Activity —
Search the entries for lines that contain the word "GeneratedFile", and report each one found.
::: Extracted entries
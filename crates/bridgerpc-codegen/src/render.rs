//! Stub renderers
//!
//! Every [`Target`] is served by one [`StubRenderer`]. The built-in renderers
//! are minijinja templates compiled into the binary; each language has a
//! shared `runtime` template (envelope framing, chunking and reassembly)
//! included by its `client` and `server` templates.
//!
//! ```text
//! ServiceModel + StubSettings
//!     ↓
//!  [RendererRegistry::render]  (rejects streaming methods)
//!     ↓
//!  ├─→ [TemplateRenderer client_csharp] → echo_EchoClient.cs
//!  ├─→ [TemplateRenderer server_ts]     → echo_EchoBase.ts
//!  └─→ ...
//! ```

use crate::naming::lower_first;
use crate::options::{Language, Role};
use crate::{GenerateError, MethodModel, RenderError, ServiceModel, StubSettings, Target};
use minijinja::{AutoEscape, Environment, UndefinedBehavior, context};
use serde::Serialize;
use std::collections::BTreeMap;
use std::sync::Arc;

/// Identifies the generator in every file header
pub const GENERATOR: &str = concat!("protoc-gen-bridgerpc ", env!("CARGO_PKG_VERSION"));

const TEMPLATES: &[(&str, &str)] = &[
    ("csharp/runtime.cs.j2", include_str!("../templates/csharp/runtime.cs.j2")),
    ("csharp/client.cs.j2", include_str!("../templates/csharp/client.cs.j2")),
    ("csharp/server.cs.j2", include_str!("../templates/csharp/server.cs.j2")),
    ("js/runtime.js.j2", include_str!("../templates/js/runtime.js.j2")),
    ("js/client.js.j2", include_str!("../templates/js/client.js.j2")),
    ("js/server.js.j2", include_str!("../templates/js/server.js.j2")),
    ("ts/runtime.ts.j2", include_str!("../templates/ts/runtime.ts.j2")),
    ("ts/client.ts.j2", include_str!("../templates/ts/client.ts.j2")),
    ("ts/server.ts.j2", include_str!("../templates/ts/server.ts.j2")),
];

/// One output file of the response
#[derive(Debug, Clone, PartialEq, Eq)]
pub struct GeneratedFile {
    /// Path relative to the protoc output directory
    pub name: String,
    pub content: String,
}

/// Produces the source text of one stub for one service
pub trait StubRenderer: Send + Sync {
    fn target(&self) -> Target;

    fn render(&self, service: &ServiceModel, settings: &StubSettings) -> Result<String, RenderError>;
}

/// Top-level names of the JS runtime shared by both stubs
const JS_RUNTIME_NAMES: &[&str] = &[
    "MAX_MESSAGE_SIZE", "CHUNK_SIZE", "CALL_TIMEOUT_MS", "REASSEMBLY_TIMEOUT_MS",
    "MAX_CHUNK_SETS", "MAX_REASSEMBLY_BYTES", "MAX_RETIRED_SETS", "utf8Encoder", "utf8Decoder",
    "toBase64", "fromBase64", "sameBytes", "truncateUtf8", "decodeEnvelope", "byteLength",
    "fitError", "chunkSizeFor", "frameEnvelope", "ChunkAssembler",
    // globals the runtime calls, shadowed by an imported message of the same name
    "Map", "Error", "Promise", "Uint8Array", "TextEncoder", "TextDecoder", "Math", "Number",
    "JSON", "String", "Date", "Infinity", "AbortSignal",
];

/// Type names the TS runtime adds on top of the JS ones
const TS_RUNTIME_TYPES: &[&str] = &["ChunkInfo", "Envelope", "PartialSet", "Assembled", "ReturnType", "Record"];

const TS_CLIENT_TYPES: &[&str] = &["CallOptions", "PendingCall"];

const JS_CLIENT_MEMBERS: &[&str] = &["constructor", "onMessage", "dispose", "defaultTimeoutMs"];

const JS_SERVER_MEMBERS: &[&str] = &["constructor", "onMessage", "dispose"];

/// Members and nested types of the C# runtime; each hides a type of the same name
const CSHARP_RUNTIME_NAMES: &[&str] = &[
    "MaxMessageSize", "ChunkSize", "CallTimeoutMs", "ReassemblyTimeoutMs", "MaxChunkSets",
    "MaxReassemblyBytes", "MaxRetiredSets", "JsonOptions", "ChunkHeader", "Envelope",
    "DecodeEnvelope", "FrameEnvelope", "FitError", "ChunkSizeFor", "TruncateUtf8",
    "ChunkAssembler", "OnMessage", "Dispose",
    // framework types the runtime names without qualification
    "Action", "ArgumentNullException", "Buffer", "CancellationToken", "CancellationTokenSource",
    "ConcurrentDictionary", "Convert", "DateTime", "Dictionary", "Encoding", "Exception",
    "FormatException", "Guid", "IDisposable", "Interlocked", "InvalidOperationException",
    "JavaScriptEncoder", "JsonException", "JsonIgnore", "JsonIgnoreCondition",
    "JsonPropertyName", "JsonSerializer", "JsonSerializerOptions", "List", "Math",
    "ObjectDisposedException", "Queue", "SortedDictionary", "Task", "TaskCompletionSource",
    "TaskCreationOptions", "TimeSpan", "TimeoutException", "Timer", "Volatile",
];

const CSHARP_CLIENT_NAMES: &[&str] = &["BridgeException", "DefaultTimeout", "CallAsync"];

const CSHARP_SERVER_NAMES: &[&str] = &["DispatchAsync", "Reply"];

/// Names a message type may not take in a built-in stub for `target`
fn reserved_type_names(target: Target) -> Vec<&'static str> {
    let role_names: &[&str] = match (target.language, target.role) {
        (Language::CSharp, Role::Client) => CSHARP_CLIENT_NAMES,
        (Language::CSharp, Role::Server) => CSHARP_SERVER_NAMES,
        (Language::TypeScript, Role::Client) => TS_CLIENT_TYPES,
        _ => &[],
    };
    let runtime: &[&[&str]] = match target.language {
        Language::CSharp => &[CSHARP_RUNTIME_NAMES],
        Language::JavaScript => &[JS_RUNTIME_NAMES],
        Language::TypeScript => &[JS_RUNTIME_NAMES, TS_RUNTIME_TYPES],
    };
    runtime.iter().chain([&role_names]).flat_map(|names| names.iter().copied()).collect()
}

/// Names a generated method member may not take in a built-in stub for `target`
fn reserved_member_names(target: Target) -> Vec<&'static str> {
    match (target.language, target.role) {
        (Language::CSharp, _) => reserved_type_names(target),
        (_, Role::Client) => JS_CLIENT_MEMBERS.to_vec(),
        (_, Role::Server) => JS_SERVER_MEMBERS.to_vec(),
    }
}

/// Member name the built-in stub gives a method
fn member_name(target: Target, method: &MethodModel) -> String {
    match (target.language, target.role) {
        (Language::CSharp, Role::Client) => format!("{}Async", method.name),
        (Language::CSharp, Role::Server) => method.name.clone(),
        _ => lower_first(&method.name),
    }
}

/// Method fields as the templates see them
#[derive(Serialize)]
struct MethodView<'a> {
    name: &'a str,
    input_type: &'a str,
    output_type: &'a str,
    /// Wire method string, `package.Service.Method`
    path: String,
}

/// Build the template environment with every built-in template loaded
///
/// Templates are parsed here, so a broken template fails at startup rather
/// than on the first service that uses it.
pub fn template_environment() -> Result<Environment<'static>, GenerateError> {
    let mut env = Environment::new();
    env.set_auto_escape_callback(|_| AutoEscape::None);
    env.set_undefined_behavior(UndefinedBehavior::Strict);
    env.set_trim_blocks(true);
    env.set_lstrip_blocks(true);
    env.set_keep_trailing_newline(true);
    env.add_filter("lower_first", |value: String| lower_first(&value));

    for &(name, source) in TEMPLATES {
        env.add_template(name, source)?;
    }
    Ok(env)
}

/// A [`StubRenderer`] backed by one template of a shared environment
pub struct TemplateRenderer {
    target: Target,
    template: String,
    env: Arc<Environment<'static>>,
}

impl TemplateRenderer {
    /// Renderer for `target` using its built-in template
    pub fn builtin(target: Target, env: Arc<Environment<'static>>) -> Self {
        let template = format!(
            "{}/{}.{}.j2",
            target.language.as_str(),
            target.role.as_str(),
            target.language.extension()
        );
        Self::new(target, template, env)
    }

    pub fn new(target: Target, template: impl Into<String>, env: Arc<Environment<'static>>) -> Self {
        Self {
            target,
            template: template.into(),
            env,
        }
    }

    pub fn template_name(&self) -> &str {
        &self.template
    }

    /// Reject services whose names would collide with the stub's own declarations
    fn check_names(&self, service: &ServiceModel) -> Result<(), RenderError> {
        let class_name = self.target.class_name(&service.service_name);
        let collision = |kind: &str, name: &str| {
            RenderError::new(
                self.target,
                service.full_name(),
                format!("{kind} `{name}` collides with a name the generated stub declares"),
            )
        };

        let types = reserved_type_names(self.target);
        let messages = service.message_names.iter().chain(
            service
                .methods
                .iter()
                .flat_map(|method| [&method.input_type, &method.output_type]),
        );
        for message in messages {
            if *message == class_name || types.contains(&message.as_str()) {
                return Err(collision("message", message));
            }
        }

        let members = reserved_member_names(self.target);
        for method in &service.methods {
            let member = member_name(self.target, method);
            if member == class_name || members.contains(&member.as_str()) {
                return Err(collision("method", &method.name));
            }
        }
        Ok(())
    }
}

impl StubRenderer for TemplateRenderer {
    fn target(&self) -> Target {
        self.target
    }

    fn render(&self, service: &ServiceModel, settings: &StubSettings) -> Result<String, RenderError> {
        self.check_names(service)?;
        let fail = |err: minijinja::Error| {
            RenderError::new(
                self.target,
                service.full_name(),
                format!("template {} failed: {err}", self.template),
            )
        };

        let methods: Vec<MethodView<'_>> = service
            .methods
            .iter()
            .map(|method| MethodView {
                name: &method.name,
                input_type: &method.input_type,
                output_type: &method.output_type,
                path: service.method_path(method),
            })
            .collect();

        let template = self.env.get_template(&self.template).map_err(&fail)?;
        template
            .render(context! {
                generator => GENERATOR,
                service => service,
                methods => methods,
                full_name => service.full_name(),
                import_stem => service.import_stem(),
                class_name => self.target.class_name(&service.service_name),
                settings => settings,
            })
            .map_err(&fail)
    }
}

/// Maps each [`Target`] to the renderer that produces it
#[derive(Default)]
pub struct RendererRegistry {
    renderers: BTreeMap<Target, Box<dyn StubRenderer>>,
}

impl RendererRegistry {
    /// A registry with no renderers
    pub fn empty() -> Self {
        Self::default()
    }

    /// The template renderers for every target
    pub fn builtin() -> Result<Self, GenerateError> {
        let env = Arc::new(template_environment()?);
        Ok(Target::all().fold(Self::empty(), |registry, target| {
            registry.with_renderer(TemplateRenderer::builtin(target, Arc::clone(&env)))
        }))
    }

    /// Add a renderer, replacing any earlier one for the same target
    pub fn with_renderer(mut self, renderer: impl StubRenderer + 'static) -> Self {
        self.renderers.insert(renderer.target(), Box::new(renderer));
        self
    }

    pub fn contains(&self, target: Target) -> bool {
        self.renderers.contains_key(&target)
    }

    /// Render one (service, target) pair into an output file
    ///
    /// Streaming methods are rejected here for every target.
    pub fn render(
        &self,
        target: Target,
        service: &ServiceModel,
        settings: &StubSettings,
    ) -> Result<GeneratedFile, RenderError> {
        if let Some(method) = service.methods.iter().find(|m| m.is_streaming()) {
            let kind = match (method.client_streaming, method.server_streaming) {
                (true, true) => "bidirectional",
                (true, false) => "client",
                _ => "server",
            };
            return Err(RenderError::new(
                target,
                service.full_name(),
                format!("method {} is {kind} streaming; only unary methods are supported", method.name),
            ));
        }

        let renderer = self.renderers.get(&target).ok_or_else(|| {
            RenderError::new(target, service.full_name(), "no renderer registered for this target")
        })?;

        Ok(GeneratedFile {
            name: target.file_name(&service.base_name, &service.service_name),
            content: renderer.render(service, settings)?,
        })
    }
}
::::::
Solved problem —
pub struct GeneratedFile {
    ) -> Result<GeneratedFile, RenderError> {
        Ok(GeneratedFile {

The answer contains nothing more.